В Москву я прибыл утром в среду и поспешил записаться на обед в Английский клуб. Между тем добрый мой приятель К., узнав о моем приезде, пригласил меня обедать к себе, где собрался небольшой кружок любимых и уважаемых мною лиц. После обеда время летело незаметно, так что я забыл даже о намерении моем быть в клубе. Наконец, вспомнив об этом, я нехотя отправился туда после 10 ч. вечера, чтобы извиниться перед тем, кто записал меня на обед. – В клубе мы составили, что называется «партию», и когда я играл, ко мне подошел старинный мой знакомый – сенатор кн. Д. и просил не уезжать из клуба, не переговорив с ним об одном деле. Я давно знаю и уважаю Д., но никогда не имел с ним никаких тесных связей, и его желание переговорить со мною объяснил себе тем, что Д. был одним из предместников моих по занимаемому мною в В. месту, и потому, вероятно, хотел рекомендовать мне какого-нибудь тамошнего, подчиненного мне, чиновника, и, каюсь, не спешил на это объяснение – до того, что напоследок совсем забыл о нем.
После карт, в одной из зал клуба, я снова сталкиваюсь с Д., и снова получаю тоже приглашение.

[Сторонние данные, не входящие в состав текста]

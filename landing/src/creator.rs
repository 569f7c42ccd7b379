//! Public creator data consumed by the renderer.
//!
//! This is the "creatorData" half of a preview snapshot. Admin-only fields
//! (pricing, approval state) never appear here.

use serde::{Deserialize, Serialize};

#[cfg(test)]
#[path = "creator_test.rs"]
mod creator_test;

#[derive(Debug, Clone, Copy, PartialEq, Eq, Hash, Serialize, Deserialize)]
#[serde(rename_all = "lowercase")]
pub enum Platform {
    Instagram,
    Tiktok,
    Youtube,
}

impl Platform {
    pub const ALL: [Self; 3] = [Self::Instagram, Self::Tiktok, Self::Youtube];

    #[must_use]
    pub fn label(self) -> &'static str {
        match self {
            Self::Instagram => "Instagram",
            Self::Tiktok => "TikTok",
            Self::Youtube => "YouTube",
        }
    }

    #[must_use]
    pub fn as_str(self) -> &'static str {
        match self {
            Self::Instagram => "instagram",
            Self::Tiktok => "tiktok",
            Self::Youtube => "youtube",
        }
    }
}

#[derive(Debug, Clone, PartialEq, Serialize, Deserialize)]
#[serde(rename_all = "camelCase")]
pub struct PlatformStats {
    pub platform: Platform,
    pub url: Option<String>,
    pub followers: u64,
    pub active: bool,
}

#[derive(Debug, Clone, Default, PartialEq, Serialize, Deserialize)]
#[serde(rename_all = "camelCase", default)]
pub struct CreatorProfile {
    pub id: Option<String>,
    pub name: String,
    pub slug: String,
    pub bio: Option<String>,
    pub avatar_url: Option<String>,
    pub location: Option<String>,
    pub email: Option<String>,
    pub whatsapp: Option<String>,
    /// Average engagement rate as a percentage.
    pub engagement_rate: Option<f64>,
    pub platforms: Vec<PlatformStats>,
    pub gallery: Vec<String>,
}

impl CreatorProfile {
    /// Sum of followers across active platforms.
    #[must_use]
    pub fn total_followers(&self) -> u64 {
        self.platforms
            .iter()
            .filter(|p| p.active)
            .map(|p| p.followers)
            .fold(0u64, u64::saturating_add)
    }

    /// Stats for one platform, if the creator is active there.
    #[must_use]
    pub fn active_platform(&self, platform: Platform) -> Option<&PlatformStats> {
        self.platforms
            .iter()
            .find(|p| p.platform == platform && p.active)
    }
}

Тогда, отправившись в боковую комнату, я услышал от Д., что в пятницу[91]
в общем собрании сената слушается мое дело. Не имея никаких решительно тяжб, я крайне был удивлен этим, и спросил: «какое? с кем?» Но Д., приписывая это моей неискренности, очевидно, оскорбился, и отвечал, что мое дело должно быть известно мне ближе, чем ему. «Могу сказать вам только то, – прибавил он, – что в департаменте я один был благоприятного для вас мнения, и потому дело, за разногласием, перешло в общее собрание», – и удалился.Можно себе представить мое удивление, любопытство, беспокойство! Я знал положительно, что не имел в это время ни с кем и никаких тяжб, и вот узнаю, что есть тяжебное дело непосредственно со мною, дошедшее до рассмотрения общего собрания сената, т. е. до высшего судебного места в империи, без моего ведома! Сколько ни думал я, никак не мог разъяснить себе этого обстоятельства, даже не мог отгадать, с кем и о чем у меня тяжба.